Like Dennis 'dmr' Ritchie, Hamiliton was there at the beginning of the digital age and her Ways of Seeing, her obsessions and worldview cast a long shadow across how geeks should behave. In November this year Barack Obama gave a Presidential Medal of Freedom to Margaret Hamilton; and one also, posthumously, for Grace Hopper. Tribs on SciShow with some details of how Hamilton's interventions and planning mattered. Or in writing: Brief bio of Hamilton, NASA & Apollo on Wired. For example, her experiences with curious children, foolish astronauts and the design of complex programs that might encompass thousands of lines of code, led her to develop USL a Universal Systems Language. By looking at the structure of the software and formally mapping the dependencies of the several parts, programmers were forced to act defensively. They were effectively forbidden from making glaring errors; errors which Hamilton had calculated to be the most likely to occur and/or the most damaging. She must have studied Utilitarianism in her Philosophy classes at college.
Other Women of Science
Would that be the "twelve oh-two alarm" code that appears in "From The Earth To The Moon" and "Go!" by Public Service Broadcasting?

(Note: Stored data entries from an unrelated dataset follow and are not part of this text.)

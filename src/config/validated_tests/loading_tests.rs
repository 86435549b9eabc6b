//! Tests for required fields, config file loading and template writing.

use std::fs;
use std::io::Write;

use tempfile::{NamedTempFile, tempdir};

use super::*;
use crate::client::RequestMethod;
use crate::config::field;

mod required_fields {
    use super::*;

    #[test]
    fn missing_url_returns_error() {
        let result = ValidatedConfig::from_raw(&cli(&[]), None);

        assert!(matches!(
            result,
            Err(ConfigError::MissingRequired { field: field::URL, .. })
        ));
    }

    #[test]
    fn method_without_url_returns_error() {
        let result = ValidatedConfig::from_raw(&cli(&["POST"]), None);

        assert!(matches!(
            result,
            Err(ConfigError::MissingRequired { field: field::URL, .. })
        ));
    }

    #[test]
    fn relative_url_without_base_returns_error() {
        let result = ValidatedConfig::from_raw(&cli(&["GET", "/users"]), None);

        assert!(matches!(
            result,
            Err(ConfigError::MissingRequired {
                field: field::BASE_URL,
                ..
            })
        ));
    }

    #[test]
    fn absolute_url_needs_no_base() {
        let config = ValidatedConfig::from_raw(&cli(&["GET", "https://example.com/users"]), None)
            .unwrap();

        assert_eq!(config.method, RequestMethod::Get);
        assert_eq!(config.url, "https://example.com/users");
        assert!(config.base_url.is_none());
    }

    #[test]
    fn url_alone_uses_default_method() {
        let config = ValidatedConfig::from_raw(&cli(&["https://example.com/users"]), None).unwrap();

        assert_eq!(config.method, RequestMethod::Get);
        assert_eq!(config.url, "https://example.com/users");
    }

    #[test]
    fn invalid_method_returns_error() {
        let result = ValidatedConfig::from_raw(&cli(&["FETCH", "https://example.com"]), None);

        assert!(matches!(result, Err(ConfigError::InvalidMethod(m)) if m == "FETCH"));
    }

    #[test]
    fn invalid_base_url_returns_error() {
        let result =
            ValidatedConfig::from_raw(&cli(&["GET", "/x", "--base-url", "not a url"]), None);

        assert!(matches!(result, Err(ConfigError::InvalidUrl { .. })));
    }
}

mod config_load {
    use super::*;

    #[test]
    fn load_from_config_file() {
        let mut file = NamedTempFile::new().unwrap();
        writeln!(
            file,
            r#"
            [transport]
            base_url = "https://api.example.com"

            [request]
            method = "DELETE"
        "#
        )
        .unwrap();

        let cli = cli(&["--config", file.path().to_str().unwrap(), "/users/1"]);
        let config = ValidatedConfig::load(&cli).unwrap();

        assert_eq!(config.method, RequestMethod::Delete);
        assert_eq!(
            config.base_url.as_ref().map(url::Url::as_str),
            Some("https://api.example.com/")
        );
    }

    #[test]
    fn load_without_config_file() {
        let config = ValidatedConfig::load(&cli(&["PUT", "https://example.com/x"])).unwrap();

        assert_eq!(config.method, RequestMethod::Put);
    }

    #[test]
    fn load_nonexistent_config_file_returns_error() {
        let cli = cli(&["--config", "nonexistent_file_12345.toml", "GET", "/x"]);
        let result = ValidatedConfig::load(&cli);

        assert!(matches!(result, Err(ConfigError::FileRead { .. })));
    }

    #[test]
    fn load_invalid_toml_returns_error() {
        let mut file = NamedTempFile::new().unwrap();
        writeln!(file, "[transport\nbase_url = ").unwrap();

        let cli = cli(&["--config", file.path().to_str().unwrap(), "GET", "/x"]);
        let result = ValidatedConfig::load(&cli);

        assert!(matches!(result, Err(ConfigError::TomlParse(_))));
    }
}

mod write_config {
    use super::*;
    use crate::config::write_default_config;

    #[test]
    fn write_default_config_creates_file() {
        let dir = tempdir().unwrap();
        let path = dir.path().join("reqflow.toml");

        write_default_config(&path).unwrap();

        let content = fs::read_to_string(&path).unwrap();
        assert!(content.contains("[transport]"));
        TomlConfig::parse(&content).unwrap();
    }

    #[test]
    fn write_to_missing_directory_fails() {
        let dir = tempdir().unwrap();
        let path = dir.path().join("missing").join("reqflow.toml");

        let result = write_default_config(&path);

        assert!(matches!(result, Err(ConfigError::FileWrite { .. })));
    }
}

ReplyDeleteThat's the boy, according to my text sources and also a 1201 error. Does that imply that there were 1199+ other error codes which Hamilton's team had popped in to cover the bases? I guess not necessarily 1202 might be the 2nd error of type 12. That's why they pay astronauts and test-pilots the big bucks: they remain cool under pressure. Me, when the stress rises I make a little [as in wee] puddle and pass out in it.